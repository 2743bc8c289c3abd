//! Required-field validation.

use crate::config::ValidationColors;

/// A required `input` or `textarea`.
pub trait RequiredField {
    fn value(&self) -> String;
    fn set_border_color(&self, color: &str);
}

#[derive(Debug, Clone, Copy, PartialEq, Eq)]
pub enum FieldStatus {
    Valid,
    Invalid,
}

impl FieldStatus {
    pub fn of(value: &str) -> Self {
        if value.trim().is_empty() {
            FieldStatus::Invalid
        } else {
            FieldStatus::Valid
        }
    }

    pub fn border_color(self, colors: &ValidationColors) -> &str {
        match self {
            FieldStatus::Valid => &colors.valid_border,
            FieldStatus::Invalid => &colors.invalid_border,
        }
    }
}

/// Marks every field and returns `true` iff none is blank.
///
/// All fields are visited, so every blank one gets the invalid border, not
/// just the first.
pub fn validate_fields<F, I>(fields: I, colors: &ValidationColors) -> bool
where
    F: RequiredField,
    I: IntoIterator<Item = F>,
{
    let mut all_valid = true;
    for field in fields {
        let status = FieldStatus::of(&field.value());
        field.set_border_color(status.border_color(colors));
        if status == FieldStatus::Invalid {
            all_valid = false;
        }
    }
    all_valid
}
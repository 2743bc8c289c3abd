//! # page_interactions
//!
//! Interaction rules for the marketing page, kept free of any browser
//! dependency so they can be unit-tested on the host.
//!
//! The wasm front-end (`page_interactions_web`) owns the DOM wiring; this
//! crate decides *what* each event should do:
//!
//! - [`menu`]: mobile menu toggle, button and panel kept in sync
//! - [`fragment`]: anchor-link fragment resolution and smooth-scroll requests
//! - [`navbar`]: scroll-offset threshold and the two navbar styles
//! - [`reveal`]: fade-in declarations and the one-way reveal state
//! - [`style`]: inline style writes that log instead of dropping failures
//! - [`validate`]: required-field validation
//! - [`element`]: element-creation specs for the exported factory
//! - [`config`]: selectors, colours and timings, overridable from JSON
//!
//! DOM nodes are reached through small traits ([`menu::ActiveMarker`],
//! [`validate::RequiredField`], [`fragment::FragmentHost`]) so tests can use
//! in-memory fakes.

#[path = "core/config.rs"]
pub mod config;

#[path = "core/element.rs"]
pub mod element;

#[path = "core/error.rs"]
pub mod error;

#[path = "core/fmt.rs"]
pub mod fmt;

#[path = "core/fragment.rs"]
pub mod fragment;

#[path = "core/menu.rs"]
pub mod menu;

#[path = "core/navbar.rs"]
pub mod navbar;

#[path = "core/reveal.rs"]
pub mod reveal;

#[path = "core/style.rs"]
pub mod style;

#[path = "core/validate.rs"]
pub mod validate;

pub use config::PageConfig;
pub use error::ConfigError;

/// Message traced by the collaboration demo placeholder.
pub const COLLABORATION_DEMO_MESSAGE: &str = "AI Collaboration Demo would be implemented here";

/// Commonly used types.
pub mod prelude {
    pub use crate::config::{NavbarTheme, PageConfig, RevealSettings, Selectors, ValidationColors};
    pub use crate::element::ElementSpec;
    pub use crate::error::ConfigError;
    pub use crate::fragment::{fragment_id, navigate_to_fragment, FragmentHost};
    pub use crate::menu::{ActiveMarker, MenuController, MenuState};
    pub use crate::navbar::NavbarStyle;
    pub use crate::reveal::{RevealState, RevealTargets};
    pub use crate::style::{apply_declarations, InlineStyle, StyleDeclaration};
    pub use crate::validate::{validate_fields, FieldStatus, RequiredField};
}
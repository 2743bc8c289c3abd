use std::rc::Rc;

use page_interactions::navbar::NavbarStyle;
use page_interactions::PageConfig;
use wasm_bindgen::prelude::*;
use wasm_bindgen::JsCast;
use web_sys::HtmlElement;

use super::dom;
use crate::WebError;

pub(super) fn attach(cfg: &Rc<PageConfig>) -> Result<(), WebError> {
    let window = dom::window()?;
    let document = dom::document()?;
    let Some(navbar) = document
        .query_selector(&cfg.selectors.navbar)?
        .and_then(|el| el.dyn_into::<HtmlElement>().ok())
    else {
        log::debug!("navbar: not found, scroll style not attached");
        return Ok(());
    };

    apply(&window, &navbar, cfg);

    let on_scroll = {
        let cfg = cfg.clone();
        let window = window.clone();
        Closure::wrap(Box::new(move |_ev: web_sys::Event| {
            apply(&window, &navbar, &cfg);
        }) as Box<dyn FnMut(_)>)
    };
    window.add_event_listener_with_callback("scroll", on_scroll.as_ref().unchecked_ref())?;
    on_scroll.forget();
    Ok(())
}

fn apply(window: &web_sys::Window, navbar: &HtmlElement, cfg: &PageConfig) {
    let scroll_y = window.scroll_y().unwrap_or(0.0);
    let theme = &cfg.navbar;
    let style = NavbarStyle::for_offset(scroll_y, theme);
    let css = navbar.style();
    dom::set_style(&css, "background", style.background(theme));
    dom::set_style(&css, "backdrop-filter", style.backdrop_filter(theme));
}
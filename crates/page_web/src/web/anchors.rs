use std::rc::Rc;

use page_interactions::fragment::navigate_to_fragment;
use page_interactions::PageConfig;
use wasm_bindgen::prelude::*;
use wasm_bindgen::JsCast;

use super::dom::{self, PageFragments};
use crate::WebError;

pub(super) fn attach(cfg: &Rc<PageConfig>) -> Result<(), WebError> {
    let document = dom::document()?;
    let host = Rc::new(PageFragments {
        document: document.clone(),
    });

    let anchors = dom::query_all(&document, &cfg.selectors.anchor_links)?;
    for anchor in &anchors {
        let host = host.clone();
        let target = anchor.clone();
        let on_click = Closure::wrap(Box::new(move |ev: web_sys::Event| {
            ev.prevent_default();
            if let Some(href) = target.get_attribute("href") {
                navigate_to_fragment(host.as_ref(), &href);
            }
        }) as Box<dyn FnMut(_)>);
        anchor.add_event_listener_with_callback("click", on_click.as_ref().unchecked_ref())?;
        on_click.forget();
    }

    log::debug!("anchors: smooth scroll on {} links", anchors.len());
    Ok(())
}
use page_interactions::ConfigError;
use thiserror::Error;

/// Failures while wiring the page. Missing page elements are not errors;
/// those features are skipped.
#[derive(Debug, Error)]
pub enum WebError {
    #[error("no window")]
    NoWindow,

    #[error("no document")]
    NoDocument,

    #[error("js: {0}")]
    Js(String),

    #[error(transparent)]
    Config(#[from] ConfigError),
}

#[cfg(test)]
mod tests {
    use super::*;

    #[test]
    fn config_errors_pass_through_unchanged() {
        let cfg_err = page_interactions::PageConfig::from_json(r#"{ "namespace": "" }"#)
            .unwrap_err();
        let expected = cfg_err.to_string();
        let err = WebError::from(cfg_err);
        assert_eq!(err.to_string(), expected);
        assert!(expected.contains("namespace"));
    }
}
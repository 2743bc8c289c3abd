//! Same-page anchor navigation.

/// Looks up fragment targets and scrolls to them.
pub trait FragmentHost {
    type Target;

    fn find_by_id(&self, id: &str) -> Option<Self::Target>;

    /// Smoothly scroll so the target's top meets the viewport's top.
    fn scroll_to(&self, target: &Self::Target);
}

/// Extracts the element id from a `#fragment` href.
///
/// Returns `None` for hrefs that are not same-page fragments and for the bare
/// `#`. Percent-escapes are decoded the way browsers do for fragment
/// navigation; undecodable input is used as written.
pub fn fragment_id(href: &str) -> Option<String> {
    let raw = href.strip_prefix('#')?;
    if raw.is_empty() {
        return None;
    }
    Some(percent_decode(raw).unwrap_or_else(|| raw.to_string()))
}

/// Resolves `href` and scrolls to its target. Returns whether a scroll was issued.
pub fn navigate_to_fragment<H: FragmentHost>(host: &H, href: &str) -> bool {
    let Some(id) = fragment_id(href) else {
        return false;
    };
    match host.find_by_id(&id) {
        Some(target) => {
            host.scroll_to(&target);
            true
        }
        None => {
            log::debug!("anchor target #{id} not found");
            false
        }
    }
}

fn percent_decode(s: &str) -> Option<String> {
    if !s.contains('%') {
        return Some(s.to_string());
    }
    let bytes = s.as_bytes();
    let mut out = Vec::with_capacity(bytes.len());
    let mut i = 0;
    while i < bytes.len() {
        if bytes[i] == b'%' {
            let hex = bytes.get(i + 1..i + 3)?;
            let hex = std::str::from_utf8(hex).ok()?;
            out.push(u8::from_str_radix(hex, 16).ok()?);
            i += 3;
        } else {
            out.push(bytes[i]);
            i += 1;
        }
    }
    String::from_utf8(out).ok()
}

#[cfg(test)]
mod tests {
    use super::*;
    use std::cell::RefCell;

    struct FakePage {
        ids: Vec<&'static str>,
        scrolls: RefCell<Vec<String>>,
    }

    impl FakePage {
        fn with_ids(ids: &[&'static str]) -> Self {
            Self {
                ids: ids.to_vec(),
                scrolls: RefCell::new(Vec::new()),
            }
        }
    }

    impl FragmentHost for FakePage {
        type Target = String;

        fn find_by_id(&self, id: &str) -> Option<String> {
            self.ids.iter().find(|&&x| x == id).map(|x| x.to_string())
        }

        fn scroll_to(&self, target: &String) {
            self.scrolls.borrow_mut().push(target.clone());
        }
    }

    #[test]
    fn fragment_ids() {
        assert_eq!(fragment_id("#features").as_deref(), Some("features"));
        assert_eq!(fragment_id("#"), None);
        assert_eq!(fragment_id("/pricing#faq"), None);
        assert_eq!(fragment_id("#quick%20start").as_deref(), Some("quick start"));
        assert_eq!(fragment_id("#100%").as_deref(), Some("100%"));
    }

    #[test]
    fn existing_target_scrolls_once() {
        let page = FakePage::with_ids(&["features", "pricing"]);
        assert!(navigate_to_fragment(&page, "#pricing"));
        assert_eq!(page.scrolls.borrow().as_slice(), ["pricing".to_string()]);
    }

    #[test]
    fn missing_target_is_silent() {
        let page = FakePage::with_ids(&["features"]);
        assert!(!navigate_to_fragment(&page, "#nowhere"));
        assert!(!navigate_to_fragment(&page, "#"));
        assert!(page.scrolls.borrow().is_empty());
    }
}
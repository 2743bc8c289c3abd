//! Mobile menu toggle.
//!
//! The open/closed state is mirrored on two nodes (button and panel). The
//! controller reads the state from the button and always writes both, so the
//! pair can never drift apart.

/// A node that can carry the menu's active marker.
pub trait ActiveMarker {
    fn is_active(&self) -> bool;
    fn set_active(&self, active: bool);
}

#[derive(Debug, Clone, Copy, PartialEq, Eq, Default)]
pub enum MenuState {
    #[default]
    Closed,
    Open,
}

impl MenuState {
    pub fn from_active(active: bool) -> Self {
        if active {
            MenuState::Open
        } else {
            MenuState::Closed
        }
    }

    pub fn is_open(self) -> bool {
        self == MenuState::Open
    }

    pub fn toggled(self) -> Self {
        match self {
            MenuState::Open => MenuState::Closed,
            MenuState::Closed => MenuState::Open,
        }
    }
}

pub struct MenuController<M: ActiveMarker> {
    button: M,
    panel: M,
}

impl<M: ActiveMarker> MenuController<M> {
    /// `None` unless both nodes exist; the feature is skipped otherwise.
    pub fn new(button: Option<M>, panel: Option<M>) -> Option<Self> {
        Some(Self {
            button: button?,
            panel: panel?,
        })
    }

    pub fn state(&self) -> MenuState {
        MenuState::from_active(self.button.is_active())
    }

    /// Button click.
    pub fn toggle(&self) -> MenuState {
        let next = self.state().toggled();
        self.apply(next);
        next
    }

    /// Click on a link inside the panel.
    pub fn close(&self) {
        self.apply(MenuState::Closed);
    }

    fn apply(&self, state: MenuState) {
        self.button.set_active(state.is_open());
        self.panel.set_active(state.is_open());
    }

    pub fn button(&self) -> &M {
        &self.button
    }

    pub fn panel(&self) -> &M {
        &self.panel
    }
}

#[cfg(test)]
mod tests {
    use super::*;
    use std::cell::Cell;

    #[derive(Default)]
    struct FakeNode {
        active: Cell<bool>,
    }

    impl ActiveMarker for &FakeNode {
        fn is_active(&self) -> bool {
            self.active.get()
        }

        fn set_active(&self, active: bool) {
            self.active.set(active);
        }
    }

    #[test]
    fn missing_node_skips_the_feature() {
        let node = FakeNode::default();
        assert!(MenuController::new(Some(&node), None).is_none());
        assert!(MenuController::<&FakeNode>::new(None, Some(&node)).is_none());
        assert!(MenuController::<&FakeNode>::new(None, None).is_none());
    }

    #[test]
    fn toggle_is_a_two_step_cycle() {
        let (button, panel) = (FakeNode::default(), FakeNode::default());
        let menu = MenuController::new(Some(&button), Some(&panel)).unwrap();

        assert_eq!(menu.toggle(), MenuState::Open);
        assert!(button.active.get());
        assert!(panel.active.get());

        assert_eq!(menu.toggle(), MenuState::Closed);
        assert!(!button.active.get());
        assert!(!panel.active.get());
    }

    #[test]
    fn link_click_always_closes() {
        let (button, panel) = (FakeNode::default(), FakeNode::default());
        let menu = MenuController::new(Some(&button), Some(&panel)).unwrap();

        menu.toggle();
        menu.close();
        assert_eq!(menu.state(), MenuState::Closed);
        assert!(!panel.active.get());

        // Already closed stays closed.
        menu.close();
        assert!(!button.active.get());
        assert!(!panel.active.get());
    }

    #[test]
    fn disagreeing_nodes_resync_on_toggle() {
        let (button, panel) = (FakeNode::default(), FakeNode::default());
        panel.active.set(true);
        let menu = MenuController::new(Some(&button), Some(&panel)).unwrap();

        menu.toggle();
        assert_eq!(button.active.get(), panel.active.get());
    }
}
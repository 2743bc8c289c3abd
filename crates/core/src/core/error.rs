use thiserror::Error;

/// Errors raised while loading or validating a [`crate::PageConfig`].
#[derive(Debug, Error)]
pub enum ConfigError {
    #[error("config: invalid JSON: {0}")]
    Parse(#[from] serde_json::Error),

    #[error("config: invalid value for `{field}`: {reason}")]
    Invalid { field: &'static str, reason: String },
}

impl ConfigError {
    pub(crate) fn invalid(field: &'static str, reason: impl Into<String>) -> Self {
        ConfigError::Invalid {
            field,
            reason: reason.into(),
        }
    }
}
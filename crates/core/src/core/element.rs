/// Description of an element built by `createInteractiveElement`.
///
/// `inner_html` is injected as raw markup. Only pass trusted, static content:
/// anything user-supplied can smuggle in script-bearing markup.
#[derive(Debug, Clone, PartialEq, Eq)]
pub struct ElementSpec {
    pub tag: String,
    pub inner_html: String,
    /// `None` when no class was given or it was empty.
    pub class_name: Option<String>,
}

impl ElementSpec {
    pub fn new(tag: &str, inner_html: &str, class_name: Option<&str>) -> Self {
        Self {
            tag: tag.to_string(),
            inner_html: inner_html.to_string(),
            class_name: class_name
                .filter(|c| !c.is_empty())
                .map(str::to_string),
        }
    }
}

#[cfg(test)]
mod tests {
    use super::*;

    #[test]
    fn class_is_kept_when_given() {
        let spec = ElementSpec::new("span", "<b>hi</b>", Some("tag"));
        assert_eq!(spec.tag, "span");
        assert_eq!(spec.inner_html, "<b>hi</b>");
        assert_eq!(spec.class_name.as_deref(), Some("tag"));
    }

    #[test]
    fn missing_or_empty_class_is_unset() {
        assert_eq!(ElementSpec::new("span", "<b>hi</b>", None).class_name, None);
        assert_eq!(ElementSpec::new("div", "", Some("")).class_name, None);
    }
}
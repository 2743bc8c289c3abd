//! Inline style writes.

use std::fmt::Display;

/// One inline style property and its value.
#[derive(Debug, Clone, PartialEq, Eq)]
pub struct StyleDeclaration {
    pub property: &'static str,
    pub value: String,
}

impl StyleDeclaration {
    pub fn new(property: &'static str, value: impl Into<String>) -> Self {
        Self {
            property,
            value: value.into(),
        }
    }
}

/// An element's inline style (`el.style`).
pub trait InlineStyle {
    type Error: Display;

    fn set_property(&self, property: &str, value: &str) -> Result<(), Self::Error>;
}

/// Sets one property. A failure is logged at `warn` and reported as `false`.
pub fn set_property_logged<S: InlineStyle>(style: &S, property: &str, value: &str) -> bool {
    match style.set_property(property, value) {
        Ok(()) => true,
        Err(e) => {
            log::warn!("style: setting {property} failed: {e}");
            false
        }
    }
}

/// Writes every declaration, continuing past failures. Returns how many stuck.
pub fn apply_declarations<S: InlineStyle>(style: &S, decls: &[StyleDeclaration]) -> usize {
    decls
        .iter()
        .filter(|d| set_property_logged(style, d.property, &d.value))
        .count()
}
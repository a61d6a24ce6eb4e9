//! Cross-request memoization of context bundles.
//!
//! Entries are keyed by `(repo, tree version, prompt hash)` and never
//! mutated after insertion. Concurrency discipline: one `Mutex` around the
//! whole LRU map, held only for individual get/put calls. Two concurrent
//! misses for the same key compute independently and the later `put`
//! overwrites an identical bundle.

use std::num::NonZeroUsize;
use std::sync::Mutex;
use std::time::Duration;

use chrono::{DateTime, Utc};
use lru::LruCache;
use tracing::debug;

use crate::types::{ContextBundle, PromptHash, RepoId, TreeVersion};

#[derive(Debug, Clone, PartialEq, Eq, Hash)]
pub struct CacheKey {
    pub repo: RepoId,
    pub tree_version: TreeVersion,
    pub prompt: PromptHash,
}

#[derive(Debug, Clone)]
struct CacheEntry {
    bundle: ContextBundle,
    created_at: DateTime<Utc>,
    last_accessed_at: DateTime<Utc>,
}

#[derive(Debug, Clone)]
pub struct CacheConfig {
    /// LRU eviction kicks in past this entry count.
    pub capacity: NonZeroUsize,
    /// Entries older than this are treated as misses (lazy expiry).
    pub entry_lifetime: Duration,
}

impl Default for CacheConfig {
    fn default() -> Self {
        Self {
            capacity: NonZeroUsize::new(16).expect("nonzero capacity"),
            entry_lifetime: Duration::from_secs(300),
        }
    }
}

/// LRU cache of completed bundles. Tree-version changes need no proactive
/// invalidation: the version participates in the key, so a changed tree is
/// simply a miss and stale entries age out of the LRU tail.
pub struct ContextCache {
    inner: Mutex<LruCache<CacheKey, CacheEntry>>,
    entry_lifetime: Duration,
}

impl ContextCache {
    pub fn new(config: CacheConfig) -> Self {
        Self {
            inner: Mutex::new(LruCache::new(config.capacity)),
            entry_lifetime: config.entry_lifetime,
        }
    }

    pub fn get(&self, key: &CacheKey) -> Option<ContextBundle> {
        let mut cache = self.inner.lock().expect("context cache lock");

        let expired = match cache.peek(key) {
            None => return None,
            Some(entry) => {
                let age = Utc::now().signed_duration_since(entry.created_at);
                age.to_std().map_or(true, |age| age >= self.entry_lifetime)
            }
        };
        if expired {
            debug!("evicting expired cache entry for {}", key.prompt.as_str());
            cache.pop(key);
            return None;
        }

        // `get_mut` refreshes LRU recency.
        let entry = cache.get_mut(key)?;
        entry.last_accessed_at = Utc::now();
        Some(entry.bundle.clone())
    }

    pub fn put(&self, key: CacheKey, bundle: ContextBundle) {
        let now = Utc::now();
        let entry = CacheEntry {
            bundle,
            created_at: now,
            last_accessed_at: now,
        };
        self.inner
            .lock()
            .expect("context cache lock")
            .put(key, entry);
    }

    pub fn len(&self) -> usize {
        self.inner.lock().expect("context cache lock").len()
    }

    pub fn is_empty(&self) -> bool {
        self.len() == 0
    }
}

#[cfg(test)]
mod tests {
    use super::*;
    use crate::types::BundleStats;

    fn key(repo: &str, version: &str, prompt: &str) -> CacheKey {
        let keywords = crate::keywords::extract(prompt);
        CacheKey {
            repo: RepoId::new(repo),
            tree_version: TreeVersion::new(version),
            prompt: PromptHash::from_extraction(prompt, keywords.iter()),
        }
    }

    fn bundle(tokens: usize) -> ContextBundle {
        ContextBundle {
            files: Vec::new(),
            stats: BundleStats {
                files_considered: 1,
                files_selected: 0,
                files_excluded_by_budget: 0,
                tokens_used: tokens,
                partial: false,
            },
        }
    }

    fn cache_with_capacity(n: usize) -> ContextCache {
        ContextCache::new(CacheConfig {
            capacity: NonZeroUsize::new(n).unwrap(),
            ..CacheConfig::default()
        })
    }

    #[test]
    fn put_then_get_round_trips() {
        let cache = cache_with_capacity(4);
        let k = key("repo", "v1", "fix login");
        cache.put(k.clone(), bundle(42));
        assert_eq!(cache.get(&k), Some(bundle(42)));
    }

    #[test]
    fn tree_version_change_is_a_miss() {
        let cache = cache_with_capacity(4);
        cache.put(key("repo", "v1", "fix login"), bundle(42));
        assert_eq!(cache.get(&key("repo", "v2", "fix login")), None);
    }

    #[test]
    fn prompt_normalization_shares_entries() {
        let cache = cache_with_capacity(4);
        cache.put(key("repo", "v1", "Fix   Login"), bundle(42));
        assert_eq!(cache.get(&key("repo", "v1", "fix login")), Some(bundle(42)));
    }

    #[test]
    fn capacity_evicts_least_recently_used() {
        let cache = cache_with_capacity(2);
        let a = key("repo", "v1", "a");
        let b = key("repo", "v1", "b");
        let c = key("repo", "v1", "c");

        cache.put(a.clone(), bundle(1));
        cache.put(b.clone(), bundle(2));
        assert!(cache.get(&a).is_some()); // refresh a
        cache.put(c.clone(), bundle(3)); // evicts b

        assert!(cache.get(&a).is_some());
        assert!(cache.get(&b).is_none());
        assert!(cache.get(&c).is_some());
    }

    #[test]
    fn expired_entries_are_misses() {
        let cache = ContextCache::new(CacheConfig {
            capacity: NonZeroUsize::new(4).unwrap(),
            entry_lifetime: Duration::ZERO,
        });
        let k = key("repo", "v1", "a");
        cache.put(k.clone(), bundle(1));
        assert_eq!(cache.get(&k), None);
        assert!(cache.is_empty());
    }
}
//! Relevance-ranked repository context selection for LLM prompts.
//!
//! `repo-context` takes a materialized working tree and a natural-language
//! task prompt and produces a bounded, relevance-ranked bundle of files to
//! hand to a language model as grounding context. The pipeline is lexical and
//! structural (keyword extraction, import-graph score propagation,
//! token-budgeted selection) with memoization keyed by repository state and
//! prompt. All phases are deterministic: identical inputs always produce
//! identical bundles, including ordering.

pub mod cache;
pub mod engine;
pub mod graph;
pub mod keywords;
pub mod scan;
pub mod scoring;
pub mod selection;
pub mod types;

What you will do: Among the lines of the material, find those that hold the word "keywords" and copy them.

Solution for this exercise:
        let keywords = crate::keywords::extract(prompt);
            prompt: PromptHash::from_extraction(prompt, keywords.iter()),
pub mod keywords;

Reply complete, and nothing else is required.